I have got your PhD thesis, since it is written in German, I am not able to understand it. Could you please provide me a link to your papers if published ? 
The density based solver is definitely better for simulating DDT and detonation.
I use the pressure based solver only to get an initial solution for unsteady problems where I start in quiescent or very lowspeed (Mach number < 0.1) flow, because the density based solver tends to get unstable at very low Mach numbers. I have prepared a journal paper which is currently in the review process. I'll let you know once it has been accepted. Regards, Florian 
Hi Dohnie
Thanks for the comments. Which openfoam version did you run this solver ? Can you already send me the pdf file of the publication you have submitted ? 
Paper published
Dear all,
a paper describing the features of ddtFoam has now been published: http://www.hindawi.com/journals/jc/2014/686347/ Florian Ettner, Klaus G. Vollmer, and Thomas Sattelmayer, “Numerical Simulation of the DeflagrationtoDetonation Transition in Inhomogeneous Mixtures,” Journal of Combustion, vol. 2014, Article ID 686347, 14 pages, 2014. doi:10.1155/2014/686347 
Great. Thanks, Florian, for sharing this. I would want to apply this code to problems with nonconfined domains and wonder what types of boundary condition should be applied to the open (nonreflective) boundaries?

Dear Anh,
you should get the best result by using the waveTransmissive BC. However, this will require some extra programming work. The standard wave transmissive BC in OpenFOAM is based on the assumption of a constant ratio of specific heats (gamma) and a flux field which is called phi in most OpenFOAM solvers. In ddtFoam, where the fluxes are computed using a Riemann solver, this flux corresponds to Riemann.rhoUFlux() divided by Riemann.rhoFlux(). I hope that helps! Florian 
Dear dohnie,
Thank you for sharing this great work:) Is there any information about how to change H2+air to Diesel mixture? And If its possible, Can you share your utility codes? for example,
(I tried your tutorial and that works pretty good.) Any information you can provide me would be greatly appreciated. I wish I could read German... panda1100 
Dear Yoshiaki,
in principle you just have to replace the tabulated ignition delay times in the respective case. However, you should be aware that the heat release of longchained hydrocarbons is not as instantaneous as the heat release of hydrogen. See, for example: O. Colin, A. Pires da Cruz and S. Jay: "Detailed ChemistryBased AutoIgnition Model Including Low Temperature Phenomena Applied to 3D Engine Calculations", Proceedings of the Combustion Institute, Vol.30, pp.26492656 (2005) Send me your email address in a PM and I can send you the files you requested. Regards, Florian 
Dear Florian,
Thank you so much for your advice and your help. I sent you PM with my email address . Thank you again for sparing your time for me. Best regards, Yoshiaki 
Great!
Looks both very good and very interesting!

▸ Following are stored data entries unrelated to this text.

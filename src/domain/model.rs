use crate::utils::error::RecoverError;
use chrono::{DateTime, Utc};
use serde::{Deserialize, Serialize};
use std::any::Any;
use std::fmt;

/// What a panic carried, classified once it has been captured.
#[derive(Debug, Clone, PartialEq, Eq, Serialize, Deserialize)]
#[serde(tag = "kind", content = "value", rename_all = "snake_case")]
pub enum Payload {
    Error(String),
    Text(String),
    Int(i64),
    Opaque(String),
}

impl Payload {
    pub fn from_any(payload: &(dyn Any + Send)) -> Self {
        if let Some(err) = payload.downcast_ref::<RecoverError>() {
            return Self::Error(err.to_string());
        }
        if let Some(message) = payload.downcast_ref::<&str>() {
            return Self::Text((*message).to_string());
        }
        if let Some(message) = payload.downcast_ref::<String>() {
            return Self::Text(message.clone());
        }
        if let Some(n) = downcast_int(payload) {
            return Self::Int(n);
        }
        // Only the type id survives type erasure.
        Self::Opaque(format!("non-string payload {:?}", (*payload).type_id()))
    }

    /// Short description used in mismatch errors, e.g. `integer 123`.
    pub fn describe(&self) -> String {
        match self {
            Self::Error(msg) => format!("error \"{}\"", msg),
            Self::Text(msg) => format!("text \"{}\"", msg),
            Self::Int(n) => format!("integer {}", n),
            Self::Opaque(hint) => hint.clone(),
        }
    }
}

fn downcast_int(payload: &(dyn Any + Send)) -> Option<i64> {
    macro_rules! try_int {
        ($($ty:ty),*) => {
            $(
                if let Some(v) = payload.downcast_ref::<$ty>() {
                    return i64::try_from(*v).ok();
                }
            )*
        };
    }
    try_int!(i64, i32, i16, i8, u64, u32, u16, u8, isize, usize);
    None
}

impl fmt::Display for Payload {
    fn fmt(&self, f: &mut fmt::Formatter<'_>) -> fmt::Result {
        match self {
            Self::Error(msg) | Self::Text(msg) => f.write_str(msg),
            Self::Int(n) => write!(f, "{}", n),
            Self::Opaque(hint) => write!(f, "<{}>", hint),
        }
    }
}

/// A captured panic.
#[derive(Debug, Clone, Serialize, Deserialize)]
pub struct Fault {
    pub source: String,
    pub payload: Payload,
    pub occurred_at: DateTime<Utc>,
}

impl Fault {
    pub fn new(source: impl Into<String>, payload: Payload) -> Self {
        Self {
            source: source.into(),
            payload,
            occurred_at: Utc::now(),
        }
    }

    pub fn from_panic_payload(source: impl Into<String>, payload: &(dyn Any + Send)) -> Self {
        Self::new(source, Payload::from_any(payload))
    }
}

impl fmt::Display for Fault {
    fn fmt(&self, f: &mut fmt::Formatter<'_>) -> fmt::Result {
        write!(f, "{} panicked: {}", self.source, self.payload)
    }
}

/// How a guarded unit of work ended.
#[derive(Debug)]
pub enum Outcome<T> {
    Completed(T),
    Failed(RecoverError),
    Panicked(Fault),
}

impl<T> Outcome<T> {
    pub fn is_panicked(&self) -> bool {
        matches!(self, Self::Panicked(_))
    }

    /// Folds the outcome back into a plain `Result`, panics included.
    pub fn into_result(self) -> Result<T, RecoverError> {
        match self {
            Self::Completed(value) => Ok(value),
            Self::Failed(err) => Err(err),
            Self::Panicked(fault) => Err(RecoverError::Panicked(fault)),
        }
    }
}

impl<T> From<Result<T, RecoverError>> for Outcome<T> {
    fn from(result: Result<T, RecoverError>) -> Self {
        match result {
            Ok(value) => Self::Completed(value),
            Err(err) => Self::Failed(err),
        }
    }
}

/// Summary of one batch run.
#[derive(Debug, Clone, PartialEq, Serialize, Deserialize)]
pub struct BatchReport {
    pub mode: String,
    pub inputs: Vec<i64>,
    pub steps_run: usize,
    pub error: Option<String>,
}

impl BatchReport {
    pub fn succeeded(&self) -> bool {
        self.error.is_none()
    }
}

Thanks for posting it online this way... :) 
Dear Florian Ettner
Thanks for your efforts on developing solver DDTFoam. I am very interested to this solver. And at present, I am working on a project concerning detonation combustion. In my case, the combustible mixture close to the end wall of the resonators is heated up to a temperature that creates ignition automatically. And after a short while, the flame front reaches from behind the reflected shock wave and combines with it forming a plannar detonation wave. My question is whether this solver is suitable for automatic ignition and detonation. If not, what should be modified in this solver. I am looking forward to your reply. Thanks very much Dowlee 
Dear Dowlee,
I don't understand from your description HOW the mixture close to the end wall is heated up, but I assume it is done by a shock, as you mention a reflected shock wave later on. I think the solver should work fine for your problem!